DesBrisay Dines

ANNE’S PICKS: Izumi of the North — a vibrant Canadian sake with hints of… wooly socks

Anne DesBrisay discovered the wonders of Canadian sake while dining at Atelier.

Anne DesBrisay

One of Atelier’s 12 courses — 13 if you factor in the amuse (a sphere of Concorde grape goo on corn bread, with corn pudding and house cured ham) — at a recent Marc Lepine dinner was a dish called “See Spot Prawn” and it came paired with a sake.

The dish was brilliant — a progressive tasting of one bite wonders, united in their focus on BC spot prawns — but it was the sake that commanded equal attention.
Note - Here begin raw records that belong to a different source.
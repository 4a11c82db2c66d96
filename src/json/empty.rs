//! Shared empty views used when a response body is blank.

// self
use crate::json::{JsonArrayView, JsonObjectView, JsonValue};

/// Canonical empty object; blank bodies read as this instead of failing.
pub static EMPTY_OBJECT: EmptyObjectView = EmptyObjectView;
/// Canonical empty array; blank bodies read as this instead of failing.
pub static EMPTY_ARRAY: EmptyArrayView = EmptyArrayView;

/// A JSON object with no entries.
#[derive(Clone, Copy, Debug, Default)]
pub struct EmptyObjectView;
impl JsonObjectView for EmptyObjectView {
	fn to_json(&self) -> String {
		"{}".into()
	}

	fn keys(&self) -> Vec<&str> {
		Vec::new()
	}

	fn get(&self, _key: &str) -> Option<JsonValue<'_>> {
		None
	}
}

/// A JSON array with no elements.
#[derive(Clone, Copy, Debug, Default)]
pub struct EmptyArrayView;
impl JsonArrayView for EmptyArrayView {
	fn to_json(&self) -> String {
		"[]".into()
	}

	fn len(&self) -> usize {
		0
	}

	fn get(&self, _index: usize) -> Option<JsonValue<'_>> {
		None
	}
}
Made in Toronto’s Distillery District  by the Ontario Spring Water Sake Company and called Izumi of the North (Junmai Nama Cho) it tasted at first of damp wooly socks. Possibly with a hint of foot odour. Like the smell of my front hall during basketball season. Curiously not unpleasant, actually.

And then woosh… in came softer, brighter notes, like warm blankets with a bit of nutty toasted rice, juicy apples, and autumn pears in the finish. This is a once-pasteurized in the bottle sake, very vibrant tasting, and though I don’t know nothin’ ’bout rice wines, I know I liked this one immensely.

The Ontario Spring Water Sake Company offers tasting tours, if you’re interested in fitting that into a Toronto visit. You can buy the sake at the Distillery brewery. It’s also available through the LCBO and

Cost for 300 ml bottle of Izumi of the North, $12.95 (12.5% alcohol).